**Description of the task**
Report how many lines below contain the word "LABORATORY", and give only that number.

**** Data for this exercise ****

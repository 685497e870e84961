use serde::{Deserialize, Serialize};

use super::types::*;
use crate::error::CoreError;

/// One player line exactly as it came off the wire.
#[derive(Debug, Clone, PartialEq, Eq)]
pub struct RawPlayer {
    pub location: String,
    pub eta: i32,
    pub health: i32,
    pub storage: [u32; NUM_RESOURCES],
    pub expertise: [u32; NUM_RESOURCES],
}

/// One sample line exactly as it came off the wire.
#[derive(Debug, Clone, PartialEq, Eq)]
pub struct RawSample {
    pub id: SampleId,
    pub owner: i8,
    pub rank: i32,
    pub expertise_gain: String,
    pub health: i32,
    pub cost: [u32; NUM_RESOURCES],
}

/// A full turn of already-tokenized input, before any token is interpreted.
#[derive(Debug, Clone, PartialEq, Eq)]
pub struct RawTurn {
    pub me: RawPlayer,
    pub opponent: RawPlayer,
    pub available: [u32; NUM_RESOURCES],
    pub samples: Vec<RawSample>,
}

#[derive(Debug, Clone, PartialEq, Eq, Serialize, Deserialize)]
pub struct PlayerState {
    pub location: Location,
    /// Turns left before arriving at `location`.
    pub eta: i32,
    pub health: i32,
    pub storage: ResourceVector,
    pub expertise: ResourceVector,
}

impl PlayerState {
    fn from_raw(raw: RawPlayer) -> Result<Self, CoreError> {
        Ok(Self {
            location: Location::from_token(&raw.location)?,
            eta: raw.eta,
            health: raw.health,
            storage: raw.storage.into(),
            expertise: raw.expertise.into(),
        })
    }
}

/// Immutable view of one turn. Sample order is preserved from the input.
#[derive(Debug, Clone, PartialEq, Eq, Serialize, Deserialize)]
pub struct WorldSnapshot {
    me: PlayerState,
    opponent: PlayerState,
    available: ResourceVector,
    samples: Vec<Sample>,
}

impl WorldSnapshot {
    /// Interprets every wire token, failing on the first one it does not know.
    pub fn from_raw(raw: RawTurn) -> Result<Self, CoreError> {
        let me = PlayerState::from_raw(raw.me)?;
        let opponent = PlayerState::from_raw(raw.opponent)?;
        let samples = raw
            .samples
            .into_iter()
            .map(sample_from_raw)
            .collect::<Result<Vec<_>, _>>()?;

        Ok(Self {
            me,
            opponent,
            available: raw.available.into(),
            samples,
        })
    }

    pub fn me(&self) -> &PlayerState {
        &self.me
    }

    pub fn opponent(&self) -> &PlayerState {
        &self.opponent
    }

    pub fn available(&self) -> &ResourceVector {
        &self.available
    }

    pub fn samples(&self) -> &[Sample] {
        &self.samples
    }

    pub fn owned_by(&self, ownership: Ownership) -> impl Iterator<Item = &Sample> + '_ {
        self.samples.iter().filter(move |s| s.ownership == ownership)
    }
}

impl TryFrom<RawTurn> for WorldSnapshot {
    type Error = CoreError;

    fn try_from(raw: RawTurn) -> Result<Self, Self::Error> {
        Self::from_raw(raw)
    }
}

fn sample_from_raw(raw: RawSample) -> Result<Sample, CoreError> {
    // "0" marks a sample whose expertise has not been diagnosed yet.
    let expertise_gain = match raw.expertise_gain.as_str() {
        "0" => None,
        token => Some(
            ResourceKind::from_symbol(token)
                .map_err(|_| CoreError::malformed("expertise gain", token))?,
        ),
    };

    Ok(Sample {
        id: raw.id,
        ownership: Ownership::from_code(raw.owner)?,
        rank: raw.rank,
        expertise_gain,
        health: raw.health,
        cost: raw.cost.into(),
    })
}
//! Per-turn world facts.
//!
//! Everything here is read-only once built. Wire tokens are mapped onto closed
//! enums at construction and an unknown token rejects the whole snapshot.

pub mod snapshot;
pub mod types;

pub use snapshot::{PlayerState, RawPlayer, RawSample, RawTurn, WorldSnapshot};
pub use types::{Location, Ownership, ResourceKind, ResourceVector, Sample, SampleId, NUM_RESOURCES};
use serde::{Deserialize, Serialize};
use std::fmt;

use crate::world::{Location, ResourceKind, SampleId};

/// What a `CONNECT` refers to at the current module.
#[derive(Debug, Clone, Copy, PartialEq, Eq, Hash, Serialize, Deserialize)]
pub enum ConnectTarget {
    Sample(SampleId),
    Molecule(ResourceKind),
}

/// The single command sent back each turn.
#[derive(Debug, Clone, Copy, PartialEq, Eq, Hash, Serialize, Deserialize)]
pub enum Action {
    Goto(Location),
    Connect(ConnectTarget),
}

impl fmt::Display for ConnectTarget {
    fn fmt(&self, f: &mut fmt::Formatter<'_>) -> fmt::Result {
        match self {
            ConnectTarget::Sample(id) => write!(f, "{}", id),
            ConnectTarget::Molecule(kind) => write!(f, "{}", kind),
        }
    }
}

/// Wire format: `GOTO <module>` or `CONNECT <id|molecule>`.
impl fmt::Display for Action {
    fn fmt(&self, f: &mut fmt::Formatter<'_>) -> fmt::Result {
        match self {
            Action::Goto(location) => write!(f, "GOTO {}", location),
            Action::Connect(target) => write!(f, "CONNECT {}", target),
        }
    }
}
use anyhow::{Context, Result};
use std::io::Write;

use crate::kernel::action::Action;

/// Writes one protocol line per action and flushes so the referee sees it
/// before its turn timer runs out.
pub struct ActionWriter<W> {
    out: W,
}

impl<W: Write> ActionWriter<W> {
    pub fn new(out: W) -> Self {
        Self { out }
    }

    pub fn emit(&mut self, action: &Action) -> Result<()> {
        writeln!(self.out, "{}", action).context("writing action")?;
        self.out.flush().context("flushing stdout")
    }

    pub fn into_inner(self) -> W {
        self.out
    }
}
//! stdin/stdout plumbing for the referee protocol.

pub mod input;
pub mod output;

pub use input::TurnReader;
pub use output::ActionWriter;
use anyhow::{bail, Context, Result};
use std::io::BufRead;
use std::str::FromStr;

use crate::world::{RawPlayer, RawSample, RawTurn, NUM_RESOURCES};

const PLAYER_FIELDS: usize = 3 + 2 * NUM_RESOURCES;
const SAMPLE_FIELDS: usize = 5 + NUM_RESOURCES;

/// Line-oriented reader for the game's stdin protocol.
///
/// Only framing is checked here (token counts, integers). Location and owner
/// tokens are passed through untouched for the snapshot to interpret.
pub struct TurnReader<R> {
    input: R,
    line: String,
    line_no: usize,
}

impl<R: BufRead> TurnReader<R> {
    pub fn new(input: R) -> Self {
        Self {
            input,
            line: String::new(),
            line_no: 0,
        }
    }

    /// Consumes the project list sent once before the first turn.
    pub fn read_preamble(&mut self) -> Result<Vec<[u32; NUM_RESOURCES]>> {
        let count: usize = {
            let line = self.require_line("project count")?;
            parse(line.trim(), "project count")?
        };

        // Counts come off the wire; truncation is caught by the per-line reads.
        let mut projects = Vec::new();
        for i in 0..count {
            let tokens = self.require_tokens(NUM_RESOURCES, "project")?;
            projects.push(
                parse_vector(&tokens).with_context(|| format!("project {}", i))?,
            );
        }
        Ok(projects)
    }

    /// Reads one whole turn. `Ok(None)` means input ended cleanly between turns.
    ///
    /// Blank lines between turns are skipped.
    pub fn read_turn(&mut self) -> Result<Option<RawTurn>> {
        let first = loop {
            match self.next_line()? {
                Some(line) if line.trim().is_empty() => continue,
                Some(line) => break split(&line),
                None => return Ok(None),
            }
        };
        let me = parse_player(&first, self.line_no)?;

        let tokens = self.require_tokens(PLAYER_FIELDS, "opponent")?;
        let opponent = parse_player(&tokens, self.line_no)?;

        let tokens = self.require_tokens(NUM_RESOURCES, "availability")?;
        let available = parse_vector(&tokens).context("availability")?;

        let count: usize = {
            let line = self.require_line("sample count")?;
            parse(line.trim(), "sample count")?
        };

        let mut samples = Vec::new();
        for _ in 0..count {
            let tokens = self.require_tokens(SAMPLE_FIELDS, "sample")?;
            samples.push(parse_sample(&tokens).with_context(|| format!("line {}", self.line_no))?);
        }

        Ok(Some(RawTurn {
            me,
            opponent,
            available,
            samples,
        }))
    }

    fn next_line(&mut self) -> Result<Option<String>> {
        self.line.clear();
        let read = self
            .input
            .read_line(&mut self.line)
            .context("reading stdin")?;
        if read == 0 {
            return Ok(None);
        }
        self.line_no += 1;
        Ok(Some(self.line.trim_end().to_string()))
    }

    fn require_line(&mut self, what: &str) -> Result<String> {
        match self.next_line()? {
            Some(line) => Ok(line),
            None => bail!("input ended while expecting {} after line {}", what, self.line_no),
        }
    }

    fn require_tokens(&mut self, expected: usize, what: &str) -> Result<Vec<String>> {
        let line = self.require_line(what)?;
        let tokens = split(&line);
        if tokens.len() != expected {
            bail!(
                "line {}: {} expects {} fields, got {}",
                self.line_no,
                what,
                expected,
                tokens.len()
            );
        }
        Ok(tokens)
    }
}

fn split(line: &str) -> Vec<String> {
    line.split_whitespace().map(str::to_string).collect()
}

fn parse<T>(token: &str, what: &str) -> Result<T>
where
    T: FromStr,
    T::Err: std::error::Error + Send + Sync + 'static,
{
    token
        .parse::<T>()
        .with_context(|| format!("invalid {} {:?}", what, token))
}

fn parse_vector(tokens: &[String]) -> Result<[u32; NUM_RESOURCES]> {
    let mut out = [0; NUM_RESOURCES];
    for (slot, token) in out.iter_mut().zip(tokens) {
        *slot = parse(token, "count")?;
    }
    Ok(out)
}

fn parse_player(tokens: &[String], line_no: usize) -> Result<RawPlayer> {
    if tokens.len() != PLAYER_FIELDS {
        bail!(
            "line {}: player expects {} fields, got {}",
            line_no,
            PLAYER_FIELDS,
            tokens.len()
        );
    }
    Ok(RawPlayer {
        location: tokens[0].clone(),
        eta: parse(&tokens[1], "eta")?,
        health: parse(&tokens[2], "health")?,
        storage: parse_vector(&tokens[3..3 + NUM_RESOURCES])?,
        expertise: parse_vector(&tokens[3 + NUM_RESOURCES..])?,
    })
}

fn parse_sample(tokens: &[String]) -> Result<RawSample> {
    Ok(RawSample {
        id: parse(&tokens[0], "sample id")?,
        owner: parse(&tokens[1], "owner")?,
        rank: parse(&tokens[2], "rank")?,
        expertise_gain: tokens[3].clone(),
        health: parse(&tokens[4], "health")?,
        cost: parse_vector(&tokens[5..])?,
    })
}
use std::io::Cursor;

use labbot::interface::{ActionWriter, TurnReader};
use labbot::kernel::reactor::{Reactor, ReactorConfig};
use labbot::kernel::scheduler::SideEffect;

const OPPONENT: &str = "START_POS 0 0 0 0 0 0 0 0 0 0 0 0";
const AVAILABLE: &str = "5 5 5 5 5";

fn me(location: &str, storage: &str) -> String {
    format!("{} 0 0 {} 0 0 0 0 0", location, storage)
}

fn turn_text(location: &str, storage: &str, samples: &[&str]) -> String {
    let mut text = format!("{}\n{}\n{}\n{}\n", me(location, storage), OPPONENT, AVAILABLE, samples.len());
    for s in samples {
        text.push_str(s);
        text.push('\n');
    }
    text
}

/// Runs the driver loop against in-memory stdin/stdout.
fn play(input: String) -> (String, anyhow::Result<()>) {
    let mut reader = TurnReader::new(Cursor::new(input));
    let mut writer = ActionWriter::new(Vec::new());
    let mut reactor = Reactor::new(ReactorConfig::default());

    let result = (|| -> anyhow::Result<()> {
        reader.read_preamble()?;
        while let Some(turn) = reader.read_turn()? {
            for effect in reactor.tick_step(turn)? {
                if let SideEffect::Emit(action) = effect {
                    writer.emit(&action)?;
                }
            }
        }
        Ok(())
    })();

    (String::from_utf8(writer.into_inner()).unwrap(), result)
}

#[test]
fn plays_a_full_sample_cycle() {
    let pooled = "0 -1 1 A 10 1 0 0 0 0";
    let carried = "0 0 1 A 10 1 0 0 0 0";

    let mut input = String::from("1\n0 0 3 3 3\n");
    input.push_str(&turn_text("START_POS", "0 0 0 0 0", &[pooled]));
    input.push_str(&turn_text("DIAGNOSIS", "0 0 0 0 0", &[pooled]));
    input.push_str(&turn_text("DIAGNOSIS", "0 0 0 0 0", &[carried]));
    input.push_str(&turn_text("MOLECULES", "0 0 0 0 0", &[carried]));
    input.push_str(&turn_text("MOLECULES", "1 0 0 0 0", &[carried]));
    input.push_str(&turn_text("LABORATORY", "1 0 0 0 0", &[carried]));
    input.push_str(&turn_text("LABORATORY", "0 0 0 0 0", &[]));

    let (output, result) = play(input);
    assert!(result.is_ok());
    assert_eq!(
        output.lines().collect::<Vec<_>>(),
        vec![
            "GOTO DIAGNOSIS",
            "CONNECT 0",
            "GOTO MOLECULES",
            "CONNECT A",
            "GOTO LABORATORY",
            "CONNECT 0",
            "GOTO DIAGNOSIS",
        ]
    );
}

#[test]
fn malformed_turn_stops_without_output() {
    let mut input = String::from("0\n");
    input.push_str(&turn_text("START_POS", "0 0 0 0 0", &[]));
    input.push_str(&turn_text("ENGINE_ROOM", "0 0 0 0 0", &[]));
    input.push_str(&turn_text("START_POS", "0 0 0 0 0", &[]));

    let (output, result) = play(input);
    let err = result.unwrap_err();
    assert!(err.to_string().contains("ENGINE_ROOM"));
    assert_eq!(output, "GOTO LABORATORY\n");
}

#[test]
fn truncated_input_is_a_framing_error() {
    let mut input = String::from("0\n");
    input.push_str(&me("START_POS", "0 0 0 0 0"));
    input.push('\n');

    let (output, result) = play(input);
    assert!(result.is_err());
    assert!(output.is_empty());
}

****

**Answer space**
4